WORK TASK: Scan the records beneath this line for the line holding "Store-assigned parcel identifier." and the line holding "pub fn as_str(self)", then transcribe exactly those two and all lines between.

Dataset entries:
--*--

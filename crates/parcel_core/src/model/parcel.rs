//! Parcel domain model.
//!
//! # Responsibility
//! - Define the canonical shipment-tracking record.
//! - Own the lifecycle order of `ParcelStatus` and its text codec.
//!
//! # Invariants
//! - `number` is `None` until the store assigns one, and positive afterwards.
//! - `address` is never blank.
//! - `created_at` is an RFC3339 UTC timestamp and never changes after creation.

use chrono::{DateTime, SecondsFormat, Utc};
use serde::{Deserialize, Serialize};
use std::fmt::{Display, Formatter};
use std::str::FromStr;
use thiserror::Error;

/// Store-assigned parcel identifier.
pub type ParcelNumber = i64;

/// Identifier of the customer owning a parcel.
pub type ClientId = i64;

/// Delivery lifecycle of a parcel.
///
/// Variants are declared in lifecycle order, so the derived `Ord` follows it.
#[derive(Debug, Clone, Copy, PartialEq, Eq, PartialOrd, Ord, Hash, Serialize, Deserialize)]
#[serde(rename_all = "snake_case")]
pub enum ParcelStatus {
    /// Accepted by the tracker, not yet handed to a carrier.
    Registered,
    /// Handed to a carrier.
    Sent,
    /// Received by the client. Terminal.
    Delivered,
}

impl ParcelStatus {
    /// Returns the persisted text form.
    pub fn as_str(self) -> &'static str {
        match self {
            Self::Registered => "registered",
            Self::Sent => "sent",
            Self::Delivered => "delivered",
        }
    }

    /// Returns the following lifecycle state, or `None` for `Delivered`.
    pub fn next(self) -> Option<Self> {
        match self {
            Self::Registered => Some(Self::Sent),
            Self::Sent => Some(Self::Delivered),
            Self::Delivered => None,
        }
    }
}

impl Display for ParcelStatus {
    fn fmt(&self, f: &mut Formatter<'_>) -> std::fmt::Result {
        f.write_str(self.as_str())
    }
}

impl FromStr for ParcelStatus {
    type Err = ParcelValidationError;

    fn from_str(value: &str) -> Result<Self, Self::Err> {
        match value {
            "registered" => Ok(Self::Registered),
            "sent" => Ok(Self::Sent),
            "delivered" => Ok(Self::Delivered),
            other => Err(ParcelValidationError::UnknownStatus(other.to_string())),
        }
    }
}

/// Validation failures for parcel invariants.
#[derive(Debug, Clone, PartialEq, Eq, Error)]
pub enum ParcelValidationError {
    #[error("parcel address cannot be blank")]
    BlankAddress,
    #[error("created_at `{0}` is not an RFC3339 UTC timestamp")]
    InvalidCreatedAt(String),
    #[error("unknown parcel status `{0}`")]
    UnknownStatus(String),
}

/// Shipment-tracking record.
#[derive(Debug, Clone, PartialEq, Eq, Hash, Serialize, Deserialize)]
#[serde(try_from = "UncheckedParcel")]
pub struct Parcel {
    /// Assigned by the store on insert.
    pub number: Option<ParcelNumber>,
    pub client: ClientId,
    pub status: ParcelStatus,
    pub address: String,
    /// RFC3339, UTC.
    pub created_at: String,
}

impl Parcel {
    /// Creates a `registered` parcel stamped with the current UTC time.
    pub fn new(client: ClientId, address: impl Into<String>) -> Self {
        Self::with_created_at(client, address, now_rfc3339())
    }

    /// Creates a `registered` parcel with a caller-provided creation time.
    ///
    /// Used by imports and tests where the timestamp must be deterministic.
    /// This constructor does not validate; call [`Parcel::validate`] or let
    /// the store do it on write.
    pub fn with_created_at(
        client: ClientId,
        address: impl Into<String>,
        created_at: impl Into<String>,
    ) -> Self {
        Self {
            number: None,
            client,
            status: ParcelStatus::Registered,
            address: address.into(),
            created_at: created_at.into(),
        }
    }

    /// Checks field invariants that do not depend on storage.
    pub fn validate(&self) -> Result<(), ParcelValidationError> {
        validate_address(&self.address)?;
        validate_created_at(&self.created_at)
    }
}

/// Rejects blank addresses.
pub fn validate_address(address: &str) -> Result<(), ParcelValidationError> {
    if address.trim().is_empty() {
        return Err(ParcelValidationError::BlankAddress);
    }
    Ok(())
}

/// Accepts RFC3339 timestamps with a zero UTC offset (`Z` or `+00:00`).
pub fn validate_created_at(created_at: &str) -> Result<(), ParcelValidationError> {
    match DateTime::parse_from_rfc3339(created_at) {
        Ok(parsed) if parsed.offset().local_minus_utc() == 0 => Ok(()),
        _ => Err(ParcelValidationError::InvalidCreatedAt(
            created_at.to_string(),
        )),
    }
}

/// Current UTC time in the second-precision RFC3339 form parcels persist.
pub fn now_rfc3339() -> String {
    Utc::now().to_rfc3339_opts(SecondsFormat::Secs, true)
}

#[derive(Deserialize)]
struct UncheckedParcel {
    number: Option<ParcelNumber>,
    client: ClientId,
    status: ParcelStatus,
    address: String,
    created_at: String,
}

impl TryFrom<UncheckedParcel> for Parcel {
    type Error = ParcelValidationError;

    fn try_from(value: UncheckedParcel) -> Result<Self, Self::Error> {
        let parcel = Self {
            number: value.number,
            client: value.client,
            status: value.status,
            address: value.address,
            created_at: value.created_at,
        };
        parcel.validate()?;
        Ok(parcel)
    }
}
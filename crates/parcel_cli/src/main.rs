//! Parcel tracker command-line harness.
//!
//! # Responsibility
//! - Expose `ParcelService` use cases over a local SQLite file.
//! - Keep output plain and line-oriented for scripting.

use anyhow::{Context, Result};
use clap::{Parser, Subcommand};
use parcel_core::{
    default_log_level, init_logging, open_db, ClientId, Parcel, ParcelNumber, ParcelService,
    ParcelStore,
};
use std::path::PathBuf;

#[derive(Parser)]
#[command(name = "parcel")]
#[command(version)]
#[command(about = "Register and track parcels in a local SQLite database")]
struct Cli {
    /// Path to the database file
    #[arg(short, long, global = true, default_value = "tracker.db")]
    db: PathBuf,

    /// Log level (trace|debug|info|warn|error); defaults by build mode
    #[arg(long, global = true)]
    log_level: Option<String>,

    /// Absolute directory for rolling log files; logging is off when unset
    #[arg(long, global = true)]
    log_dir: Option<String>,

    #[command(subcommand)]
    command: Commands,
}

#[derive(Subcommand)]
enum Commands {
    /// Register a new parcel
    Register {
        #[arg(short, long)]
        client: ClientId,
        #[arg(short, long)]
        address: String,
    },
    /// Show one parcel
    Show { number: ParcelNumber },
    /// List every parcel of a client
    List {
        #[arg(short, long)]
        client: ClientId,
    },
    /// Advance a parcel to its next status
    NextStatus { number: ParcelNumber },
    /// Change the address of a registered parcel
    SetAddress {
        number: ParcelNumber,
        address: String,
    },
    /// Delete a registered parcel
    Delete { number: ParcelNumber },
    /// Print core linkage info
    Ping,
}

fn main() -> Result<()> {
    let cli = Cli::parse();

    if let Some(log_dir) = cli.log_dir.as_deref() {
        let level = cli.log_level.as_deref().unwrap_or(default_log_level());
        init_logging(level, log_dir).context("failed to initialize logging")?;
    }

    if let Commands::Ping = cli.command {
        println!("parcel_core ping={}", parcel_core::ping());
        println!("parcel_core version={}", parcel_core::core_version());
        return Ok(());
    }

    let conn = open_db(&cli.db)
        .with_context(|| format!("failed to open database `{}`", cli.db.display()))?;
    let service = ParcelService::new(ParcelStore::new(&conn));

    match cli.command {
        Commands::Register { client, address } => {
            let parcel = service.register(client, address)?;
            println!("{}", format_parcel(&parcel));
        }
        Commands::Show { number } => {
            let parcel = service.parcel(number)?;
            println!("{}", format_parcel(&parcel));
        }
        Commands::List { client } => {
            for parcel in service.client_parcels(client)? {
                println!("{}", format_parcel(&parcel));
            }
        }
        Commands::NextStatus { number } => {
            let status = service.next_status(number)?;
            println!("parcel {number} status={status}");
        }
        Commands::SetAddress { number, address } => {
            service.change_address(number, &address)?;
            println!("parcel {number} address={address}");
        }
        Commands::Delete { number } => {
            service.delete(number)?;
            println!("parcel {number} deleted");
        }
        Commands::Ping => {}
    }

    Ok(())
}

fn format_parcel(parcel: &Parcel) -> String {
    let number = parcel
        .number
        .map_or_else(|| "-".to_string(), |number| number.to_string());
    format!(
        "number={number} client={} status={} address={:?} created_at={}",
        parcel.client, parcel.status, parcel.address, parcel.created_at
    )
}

--*--

EXERCISE ANSWER:
/// Store-assigned parcel identifier.
pub type ParcelNumber = i64;

/// Identifier of the customer owning a parcel.
pub type ClientId = i64;

/// Delivery lifecycle of a parcel.
///
/// Variants are declared in lifecycle order, so the derived `Ord` follows it.
#[derive(Debug, Clone, Copy, PartialEq, Eq, PartialOrd, Ord, Hash, Serialize, Deserialize)]
#[serde(rename_all = "snake_case")]
pub enum ParcelStatus {
    /// Accepted by the tracker, not yet handed to a carrier.
    Registered,
    /// Handed to a carrier.
    Sent,
    /// Received by the client. Terminal.
    Delivered,
}

impl ParcelStatus {
    /// Returns the persisted text form.
    pub fn as_str(self) -> &'static str {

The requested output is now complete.